O ministro André Mendonça, do Supremo Tribunal Federal (STF), estaria avaliando o apoio de integrantes da Corte para tentar abrir uma investigação envolvendo o ministro Alexandre de Moraes e possíveis conexões com o chamado caso Master.
Segundo informações divulgadas pela CNN Brasil, Mendonça teria considerado graves as novas revelações sobre a atuação de Moraes no episódio, especialmente diante de informações de que o ministro teria recorrido à Procuradoria-Geral da República (PGR) e à Polícia Federal (PF) em favor de medidas de proteção para Daniel Vorcaro, ex-banqueiro preso em Brasília.

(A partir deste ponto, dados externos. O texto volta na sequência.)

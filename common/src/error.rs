//! エラー型定義

use thiserror::Error;

/// 共通エラー型
#[derive(Error, Debug)]
pub enum Error {
    /// レスポンス本文の形が想定と違う
    #[error("Decode error: {0}")]
    Decode(String),
}

/// Result型エイリアス
pub type Result<T> = std::result::Result<T, Error>;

A movimentação, de acordo com a reportagem, ainda estaria nos bastidores. Mendonça buscaria conversar com outros ministros antes de formalizar a questão junto ao presidente do STF, Edson Fachin.
Outro ponto que entrou no radar é o contrato de R$ 129 milhões envolvendo o escritório da esposa de Moraes, Viviane Barci, e o Banco Master. As informações levantadas apontam que Moraes teria participado de discussões relacionadas ao contrato, o que passou a ser considerado mais um elemento a ser esclarecido.

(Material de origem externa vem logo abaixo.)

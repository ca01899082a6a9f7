//! 画像ソースの解決
//!
//! ローカルファイルでもリモート参照でも、同じ ImagePayload の形にして
//! 送信側からは取得元を区別できないようにする。

use crate::api::SegmentBackend;
use crate::error::{DashboardError, Result};
use foodseg_common::{ImageLocation, ImagePayload};
use std::path::Path;

/// 対応する画像拡張子
pub const IMAGE_EXTENSIONS: &[&str] = &["jpg", "jpeg", "png", "webp", "gif", "bmp"];

/// ユーザーが選んだローカル画像をそのまま読む
pub fn load_local(path: &Path) -> Result<ImagePayload> {
    if !path.is_file() {
        return Err(DashboardError::FileNotFound(path.display().to_string()));
    }
    let file_name = path
        .file_name()
        .map(|n| n.to_string_lossy().to_string())
        .unwrap_or_else(|| "upload.jpg".to_string());
    let bytes = std::fs::read(path)?;
    Ok(ImagePayload::new(file_name, bytes))
}

/// ファイル名とアドレスから取得して、アップロードと同じ形に包む
pub async fn resolve_remote<B: SegmentBackend>(backend: &B, file_name: &str, url: &str) -> Result<ImagePayload> {
    let bytes = backend.fetch(url).await?;
    Ok(ImagePayload::new(file_name, bytes))
}

/// 取得先に応じて解決
///
/// リモートはバックエンドが必要。同梱ファイルはネットワーク不要。
pub async fn resolve<B: SegmentBackend>(
    backend: Option<&B>,
    file_name: &str,
    location: &ImageLocation,
) -> Result<ImagePayload> {
    match location {
        ImageLocation::Bundled(path) => {
            let mut payload = load_local(path)?;
            payload.file_name = file_name.to_string();
            Ok(payload)
        }
        ImageLocation::Remote(url) => {
            let backend = backend.ok_or(DashboardError::NotConfigured)?;
            resolve_remote(backend, file_name, url).await
        }
    }
}

/// 対応する画像拡張子か
pub fn is_image_file(path: &Path) -> bool {
    path.extension()
        .map(|ext| ext.to_string_lossy().to_lowercase())
        .is_some_and(|ext| IMAGE_EXTENSIONS.contains(&ext.as_str()))
}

Nos bastidores do STF, a disputa por votos também já começa a ser especulada. Moraes teria apoio de Cristiano Zanin, Flávio Dino e Gilmar Mendes, enquanto Mendonça contaria, em tese, com Edson Fachin, Nunes Marques e Luiz Fux.
Cármen Lúcia aparece como voto ainda indefinido, enquanto a eventual participação de Dias Toffoli também é cercada de dúvidas, já que o ministro teve seu nome relacionado ao caso Master. Nesse cenário, ele poderia avaliar a possibilidade de se declarar impedido, caso a questão chegue ao plenário.
O episódio coloca o STF diante de uma situação delicada: um ministro da própria Corte buscando apoio para que outro ministro seja alvo de uma investigação formal. A eventual abertura do procedimento dependeria da apreciação do próprio Supremo, tornando a disputa ainda mais sensível dentro da Corte.